Now, I think pretty much everyone around the world has seen the New Zealand All Blacks perform their famous haka before the start of a Rugby Union Match. 

I have never seen a team respond with an equal show of ferocity. Until now. 

As Steve Irwin might have said " Crikey! " If the Gurkhas ever decided to start playing footy, the Kiwis might finally have a game on their hands. 

Anyway, it got me thinking about the Maori Batallion. 

 

Before I go any further I would like to show you what a haka is. And how it became part of Rugby theatre. 

The haka was first performed by a New Zealand rugby team during the 1888-89 tour of the British Isles by the New Zealand Native ( Maori and Native-born) football team. This team was the first to tour internationally and included several Maori players. It became more firmly established in Rugby Union with the 1905-06 New Zealand national team, known as the "Original All Blacks."

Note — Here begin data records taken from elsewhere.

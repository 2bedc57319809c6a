use super::Config;
use anyhow::{Context, Result};
use directories::UserDirs;
use std::fs;
use std::path::Path;

impl Config {
    /// Load `~/.onebot/config.toml`, writing the defaults there on first run.
    pub fn load_or_init() -> Result<Self> {
        let home = UserDirs::new()
            .map(|u| u.home_dir().to_path_buf())
            .context("Could not find home directory")?;
        let onebot_dir = home.join(".onebot");
        let config_path = onebot_dir.join("config.toml");

        if !onebot_dir.exists() {
            fs::create_dir_all(&onebot_dir).context("Failed to create .onebot directory")?;
        }

        if config_path.exists() {
            Self::load_from(&config_path)
        } else {
            let mut config = Self {
                config_path: config_path.clone(),
                ..Self::default()
            };
            config.save()?;
            config.apply_env_overrides();
            config.validate()?;
            Ok(config)
        }
    }

    /// Load an existing config file; a missing file is an error.
    pub fn load_from(path: &Path) -> Result<Self> {
        let contents = fs::read_to_string(path)
            .with_context(|| format!("Failed to read config file {}", path.display()))?;
        let mut config: Config =
            toml::from_str(&contents).context("Failed to parse config file")?;
        config.config_path = path.to_path_buf();
        config.apply_env_overrides();
        config.validate()?;
        Ok(config)
    }

    pub fn save(&self) -> Result<()> {
        let toml_str = toml::to_string_pretty(self).context("Failed to serialize config")?;
        fs::write(&self.config_path, toml_str).context("Failed to write config file")?;
        Ok(())
    }
}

They performed the haka before their matches during their tour of the British Isles, France, and North America. Over time, performing the haka became a formal pre-match ritual for the All Blacks, New Zealand’s national Rugby Union team. It is performed before international matches and is a symbol of New Zealand's cultural heritage and rugby prowess. The most commonly performed haka by the All Blacks is "Ka Mate," which was composed by the Maori chief Te Rauparaha in the early 19th century.

 

 

Anyway, back to the article...... The 28th (Maori) Battalion, often simply referred to as the Maori Battalion, is one of the most celebrated units in New Zealand's military history. It was formed in 1940 as part of New Zealand's contribution to the Allied war effort during World War II.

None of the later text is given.